- **DATA SHOWN**

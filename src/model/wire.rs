//! Wire schema for registration records and validation at the store boundary.
//!
//! The canonical object is:
//!
//! ```json
//! { "id": "1", "name": "Alex Rivera", "email": "alex@example.com",
//!   "registration_type": "professional", "company": "Tech Corp",
//!   "phone": "+1 (555) 123-4567", "created_at": "2024-03-10T10:30:00Z" }
//! ```
//!
//! `_id` is accepted for `id`, `registrationType` for `registration_type`
//! and `createdAt` for `created_at`. A record may carry both spellings of a
//! field as long as they agree. The type is matched case-insensitively.
//! Unknown fields are ignored.

use std::collections::HashSet;

use serde::Deserialize;
use serde_json::Value;
use tracing::warn;

use super::{RecordId, Registration, RegistrationType};
use crate::util::parse_created_at;

/// Why a single wire record was rejected.
#[derive(Debug, Clone, PartialEq, Eq, thiserror::Error)]
pub enum ValidationError {
    #[error("record is not a JSON object: {0}")]
    NotAnObject(String),
    #[error("malformed record: {0}")]
    Malformed(String),
    #[error("missing or empty field '{0}'")]
    MissingField(&'static str),
    #[error("unknown registration type '{0}'")]
    UnknownType(String),
    #[error("invalid created_at '{0}'")]
    InvalidTimestamp(String),
    #[error("duplicate id '{0}'")]
    DuplicateId(String),
    #[error("conflicting values for '{0}'")]
    ConflictingField(&'static str),
}

/// A rejected record: its position in the payload, its id if one was
/// readable, and the reason.
#[derive(Debug, Clone, PartialEq, Eq)]
pub struct Rejection {
    pub index: usize,
    pub id: Option<String>,
    pub error: ValidationError,
}

#[derive(Debug, Deserialize)]
#[serde(untagged)]
enum WireId {
    Text(String),
    Number(u64),
}

impl WireId {
    fn into_string(self) -> String {
        match self {
            WireId::Text(s) => s,
            WireId::Number(n) => n.to_string(),
        }
    }
}

#[derive(Debug, Deserialize)]
struct WireRegistration {
    id: Option<WireId>,
    #[serde(rename = "_id")]
    mongo_id: Option<WireId>,
    name: Option<String>,
    email: Option<String>,
    registration_type: Option<String>,
    #[serde(rename = "registrationType")]
    registration_type_camel: Option<String>,
    company: Option<String>,
    phone: Option<String>,
    created_at: Option<String>,
    #[serde(rename = "createdAt")]
    created_at_camel: Option<String>,
}

/// Merges two spellings of one field. Empty strings count as absent; both
/// present must be equal.
fn reconcile(
    primary: Option<String>,
    secondary: Option<String>,
    field: &'static str,
) -> Result<Option<String>, ValidationError> {
    match (optional(primary), optional(secondary)) {
        (Some(a), Some(b)) if a != b => Err(ValidationError::ConflictingField(field)),
        (Some(a), _) => Ok(Some(a)),
        (None, b) => Ok(b),
    }
}

fn required(value: Option<String>, field: &'static str) -> Result<String, ValidationError> {
    value
        .filter(|v| !v.is_empty())
        .ok_or(ValidationError::MissingField(field))
}

fn optional(value: Option<String>) -> Option<String> {
    value.filter(|v| !v.is_empty())
}

impl WireRegistration {
    fn take_id(&mut self) -> Result<Option<String>, ValidationError> {
        reconcile(
            self.id.take().map(WireId::into_string),
            self.mongo_id.take().map(WireId::into_string),
            "id",
        )
    }

    fn into_registration(self, id: String) -> Result<Registration, ValidationError> {
        let name = required(self.name, "name")?;
        let email = required(self.email, "email")?;
        let raw_type = required(
            reconcile(
                self.registration_type,
                self.registration_type_camel,
                "registration_type",
            )?,
            "registration_type",
        )?;
        let registration_type =
            RegistrationType::parse(&raw_type).ok_or(ValidationError::UnknownType(raw_type))?;
        let raw_created = required(
            reconcile(self.created_at, self.created_at_camel, "created_at")?,
            "created_at",
        )?;
        let created_at = parse_created_at(&raw_created)
            .map_err(|_| ValidationError::InvalidTimestamp(raw_created))?;

        Ok(Registration {
            id: RecordId::new(id),
            name,
            email,
            registration_type,
            company: optional(self.company),
            phone: optional(self.phone),
            created_at,
        })
    }
}

fn decode_one(value: Value) -> Result<Registration, (Option<String>, ValidationError)> {
    if !value.is_object() {
        return Err((None, ValidationError::NotAnObject(value.to_string())));
    }
    let mut wire: WireRegistration = serde_json::from_value(value)
        .map_err(|e| (None, ValidationError::Malformed(e.to_string())))?;
    let id = match wire.take_id().map_err(|e| (None, e))? {
        Some(id) => id,
        None => return Err((None, ValidationError::MissingField("id"))),
    };
    wire.into_registration(id.clone()).map_err(|e| (Some(id), e))
}

/// Decodes a payload array into validated records.
///
/// Invalid records are skipped and returned as [`Rejection`]s; the relative
/// order of accepted records is preserved. The first occurrence of an id
/// wins, later duplicates are rejected.
pub fn decode_records(values: Vec<Value>) -> (Vec<Registration>, Vec<Rejection>) {
    let mut records = Vec::with_capacity(values.len());
    let mut rejected = Vec::new();
    let mut seen: HashSet<RecordId> = HashSet::with_capacity(values.len());

    for (index, value) in values.into_iter().enumerate() {
        match decode_one(value) {
            Ok(record) if seen.contains(&record.id) => {
                let id = record.id.to_string();
                warn!(index, id = %id, "rejecting duplicate registration id");
                rejected.push(Rejection {
                    index,
                    id: Some(id.clone()),
                    error: ValidationError::DuplicateId(id),
                });
            }
            Ok(record) => {
                seen.insert(record.id.clone());
                records.push(record);
            }
            Err((id, error)) => {
                warn!(index, id = ?id, error = %error, "rejecting invalid registration");
                rejected.push(Rejection { index, id, error });
            }
        }
    }

    (records, rejected)
}

#[cfg(test)]
mod tests {
    use super::*;
    use serde_json::json;

    fn decode(value: Value) -> (Vec<Registration>, Vec<Rejection>) {
        match value {
            Value::Array(items) => decode_records(items),
            other => panic!("expected array, got {other}"),
        }
    }

    #[test]
    fn decodes_canonical_record() {
        let (records, rejected) = decode(json!([{
            "id": "1",
            "name": "Alex Rivera",
            "email": "alex@example.com",
            "registration_type": "professional",
            "company": "Tech Corp",
            "phone": "+1 (555) 123-4567",
            "created_at": "2024-03-10T10:30:00Z"
        }]));
        assert!(rejected.is_empty());
        assert_eq!(records.len(), 1);
        let r = &records[0];
        assert_eq!(r.id.as_str(), "1");
        assert_eq!(r.registration_type, RegistrationType::Professional);
        assert_eq!(r.company.as_deref(), Some("Tech Corp"));
        assert_eq!(r.phone.as_deref(), Some("+1 (555) 123-4567"));
    }

    #[test]
    fn accepts_mongo_style_variant() {
        let (records, rejected) = decode(json!([{
            "_id": "65f1c0ffee",
            "name": "Sarah Chen",
            "email": "sarah.c@uni.edu",
            "registration_type": "Student",
            "createdAt": "2024-03-11T14:20:00.000Z",
            "updatedAt": "2024-03-11T14:20:00.000Z",
            "__v": 0
        }]));
        assert!(rejected.is_empty());
        assert_eq!(records[0].id.as_str(), "65f1c0ffee");
        assert_eq!(records[0].registration_type, RegistrationType::Student);
        assert_eq!(records[0].company, None);
    }

    #[test]
    fn numeric_ids_and_date_only_timestamps() {
        let (records, rejected) = decode(json!([
            {"id": 1, "name": "A", "email": "a@x", "registration_type": "student", "created_at": "2024-03-10"}
        ]));
        assert!(rejected.is_empty());
        assert_eq!(records[0].id.as_str(), "1");
    }

    #[test]
    fn empty_optional_fields_are_absent() {
        let (records, _) = decode(json!([{
            "id": "1", "name": "A", "email": "a@x", "registration_type": "professional",
            "company": "", "phone": "", "created_at": "2024-03-10"
        }]));
        assert_eq!(records[0].company, None);
        assert_eq!(records[0].phone, None);
    }

    #[test]
    fn invalid_records_are_rejected_and_order_is_kept() {
        let (records, rejected) = decode(json!([
            {"id": "1", "name": "A", "email": "a@x", "registration_type": "student", "created_at": "2024-03-10"},
            {"id": "2", "email": "b@x", "registration_type": "student", "created_at": "2024-03-10"},
            {"id": "3", "name": "C", "email": "c@x", "registration_type": "speaker", "created_at": "2024-03-10"},
            {"id": "4", "name": "D", "email": "d@x", "registration_type": "student", "created_at": "not a date"},
            {"name": "E", "email": "e@x", "registration_type": "student", "created_at": "2024-03-10"},
            42,
            {"id": "1", "name": "Dup", "email": "dup@x", "registration_type": "student", "created_at": "2024-03-10"},
            {"id": "8", "name": "H", "email": "h@x", "registration_type": "professional", "created_at": "2024-03-12"}
        ]));

        let ids: Vec<&str> = records.iter().map(|r| r.id.as_str()).collect();
        assert_eq!(ids, vec!["1", "8"]);

        let reasons: Vec<(usize, &ValidationError)> =
            rejected.iter().map(|r| (r.index, &r.error)).collect();
        assert_eq!(reasons.len(), 6);
        assert_eq!(reasons[0], (1, &ValidationError::MissingField("name")));
        assert_eq!(
            reasons[1],
            (2, &ValidationError::UnknownType("speaker".to_string()))
        );
        assert_eq!(
            reasons[2],
            (3, &ValidationError::InvalidTimestamp("not a date".to_string()))
        );
        assert_eq!(reasons[3], (4, &ValidationError::MissingField("id")));
        assert!(matches!(reasons[4], (5, ValidationError::NotAnObject(_))));
        assert_eq!(
            reasons[5],
            (6, &ValidationError::DuplicateId("1".to_string()))
        );
        assert_eq!(rejected[0].id.as_deref(), Some("2"));
    }

    #[test]
    fn wrong_field_type_is_rejected_not_fatal() {
        let (records, rejected) = decode(json!([
            {"id": "1", "name": 5, "email": "a@x", "registration_type": "student", "created_at": "2024-03-10"},
            {"id": "2", "name": "B", "email": "b@x", "registration_type": "student", "created_at": "2024-03-10"}
        ]));
        assert_eq!(records.len(), 1);
        assert_eq!(rejected.len(), 1);
        assert!(matches!(rejected[0].error, ValidationError::Malformed(_)));
    }

    #[test]
    fn both_id_spellings_are_accepted_when_equal() {
        let (records, rejected) = decode(json!([{
            "_id": "65f1",
            "id": "65f1",
            "name": "Sarah Chen",
            "email": "sarah.c@uni.edu",
            "registration_type": "student",
            "created_at": "2024-03-11T14:20:00Z",
            "createdAt": "2024-03-11T14:20:00Z"
        }]));
        assert!(rejected.is_empty(), "{rejected:?}");
        assert_eq!(records[0].id.as_str(), "65f1");
    }

    #[test]
    fn conflicting_spellings_are_rejected() {
        let (records, rejected) = decode(json!([
            {"_id": "65f1", "id": "65f2", "name": "A", "email": "a@x",
             "registration_type": "student", "created_at": "2024-03-10"},
            {"id": "2", "name": "B", "email": "b@x", "registration_type": "student",
             "created_at": "2024-03-10", "createdAt": "2024-03-11"},
            {"id": "3", "name": "C", "email": "c@x", "registration_type": "student",
             "registrationType": "professional", "created_at": "2024-03-10"}
        ]));
        assert!(records.is_empty());
        let errors: Vec<&ValidationError> = rejected.iter().map(|r| &r.error).collect();
        assert_eq!(
            errors,
            vec![
                &ValidationError::ConflictingField("id"),
                &ValidationError::ConflictingField("created_at"),
                &ValidationError::ConflictingField("registration_type"),
            ]
        );
        assert_eq!(rejected[1].id.as_deref(), Some("2"));
    }
}
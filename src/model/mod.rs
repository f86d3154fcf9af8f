//! Registration records as held in memory.
//!
//! Records are decoded and validated once at the wire boundary (see [`wire`])
//! and are read-only from then on.

pub mod wire;

use std::fmt;

use chrono::{DateTime, Utc};
use serde::Serialize;

pub use wire::{Rejection, ValidationError, decode_records};

/// Opaque record identifier assigned by the store.
#[derive(Debug, Clone, PartialEq, Eq, Hash, PartialOrd, Ord, Serialize)]
#[serde(transparent)]
pub struct RecordId(String);

impl RecordId {
    pub fn new(id: impl Into<String>) -> Self {
        Self(id.into())
    }

    pub fn as_str(&self) -> &str {
        &self.0
    }
}

impl fmt::Display for RecordId {
    fn fmt(&self, f: &mut fmt::Formatter<'_>) -> fmt::Result {
        f.write_str(&self.0)
    }
}

/// Registration track. Closed set.
#[derive(Debug, Clone, Copy, PartialEq, Eq, Hash, Serialize)]
#[serde(rename_all = "lowercase")]
pub enum RegistrationType {
    Student,
    Professional,
}

impl RegistrationType {
    /// Display label used in tables and the type filter.
    pub fn label(&self) -> &'static str {
        match self {
            RegistrationType::Student => "Student",
            RegistrationType::Professional => "Professional",
        }
    }

    /// Parses a wire value. Letter case is not significant.
    pub fn parse(value: &str) -> Option<Self> {
        if value.eq_ignore_ascii_case("student") {
            Some(RegistrationType::Student)
        } else if value.eq_ignore_ascii_case("professional") {
            Some(RegistrationType::Professional)
        } else {
            None
        }
    }
}

impl fmt::Display for RegistrationType {
    fn fmt(&self, f: &mut fmt::Formatter<'_>) -> fmt::Result {
        f.write_str(self.label())
    }
}

/// One applicant submission.
#[derive(Debug, Clone, PartialEq, Eq, Serialize)]
pub struct Registration {
    pub id: RecordId,
    pub name: String,
    pub email: String,
    pub registration_type: RegistrationType,
    #[serde(skip_serializing_if = "Option::is_none")]
    pub company: Option<String>,
    #[serde(skip_serializing_if = "Option::is_none")]
    pub phone: Option<String>,
    pub created_at: DateTime<Utc>,
}

impl Registration {
    pub fn is_professional(&self) -> bool {
        self.registration_type == RegistrationType::Professional
    }

    /// Company as it should be displayed: only professionals show one,
    /// even if the store kept a value for a student.
    pub fn display_company(&self) -> Option<&str> {
        if self.is_professional() {
            self.company.as_deref()
        } else {
            None
        }
    }

    /// Case-insensitive literal substring match against name or email.
    ///
    /// `needle` must already be lowercase.
    pub fn matches_search(&self, needle: &str) -> bool {
        needle.is_empty()
            || self.name.to_lowercase().contains(needle)
            || self.email.to_lowercase().contains(needle)
    }
}

#[cfg(test)]
mod tests {
    use super::*;
    use chrono::TimeZone;

    fn reg(kind: RegistrationType, company: Option<&str>) -> Registration {
        Registration {
            id: RecordId::new("1"),
            name: "Alex Rivera".to_string(),
            email: "alex@example.com".to_string(),
            registration_type: kind,
            company: company.map(str::to_string),
            phone: None,
            created_at: Utc.with_ymd_and_hms(2024, 3, 10, 10, 30, 0).unwrap(),
        }
    }

    #[test]
    fn registration_type_parse_ignores_case() {
        assert_eq!(
            RegistrationType::parse("student"),
            Some(RegistrationType::Student)
        );
        assert_eq!(
            RegistrationType::parse("Professional"),
            Some(RegistrationType::Professional)
        );
        assert_eq!(
            RegistrationType::parse("STUDENT"),
            Some(RegistrationType::Student)
        );
        assert_eq!(RegistrationType::parse("speaker"), None);
        assert_eq!(RegistrationType::parse(""), None);
    }

    #[test]
    fn company_is_hidden_for_students() {
        let student = reg(RegistrationType::Student, Some("Uni Lab"));
        assert_eq!(student.display_company(), None);

        let pro = reg(RegistrationType::Professional, Some("Tech Corp"));
        assert_eq!(pro.display_company(), Some("Tech Corp"));

        let pro_without = reg(RegistrationType::Professional, None);
        assert_eq!(pro_without.display_company(), None);
    }

    #[test]
    fn search_matches_name_or_email_case_insensitively() {
        let r = reg(RegistrationType::Professional, None);
        assert!(r.matches_search(""));
        assert!(r.matches_search("rivera"));
        assert!(r.matches_search("example.com"));
        assert!(!r.matches_search("sarah"));
        // No trimming: a trailing space is part of the needle.
        assert!(!r.matches_search("rivera "));
    }

    #[test]
    fn serializes_to_canonical_schema() {
        let r = reg(RegistrationType::Professional, Some("Tech Corp"));
        let json = serde_json::to_value(&r).unwrap();
        assert_eq!(json["id"], "1");
        assert_eq!(json["registration_type"], "professional");
        assert_eq!(json["company"], "Tech Corp");
        assert!(json.get("phone").is_none());
        assert_eq!(json["created_at"], "2024-03-10T10:30:00Z");
    }
}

- **WHAT YOU NEED TO DO**
Return only the exact lines from the opening of the records through the line that contains "record was rejected.", both included.

- **RESPONSE TO THIS EXERCISE**
filename src/model/wire.rs
//! Wire schema for registration records and validation at the store boundary.
//!
//! The canonical object is:
//!
//! ```json
//! { "id": "1", "name": "Alex Rivera", "email": "alex@example.com",
//!   "registration_type": "professional", "company": "Tech Corp",
//!   "phone": "+1 (555) 123-4567", "created_at": "2024-03-10T10:30:00Z" }
//! ```
//!
//! `_id` is accepted for `id`, `registrationType` for `registration_type`
//! and `createdAt` for `created_at`. A record may carry both spellings of a
//! field as long as they agree. The type is matched case-insensitively.
//! Unknown fields are ignored.

use std::collections::HashSet;

use serde::Deserialize;
use serde_json::Value;
use tracing::warn;

use super::{RecordId, Registration, RegistrationType};
use crate::util::parse_created_at;

/// Why a single wire record was rejected.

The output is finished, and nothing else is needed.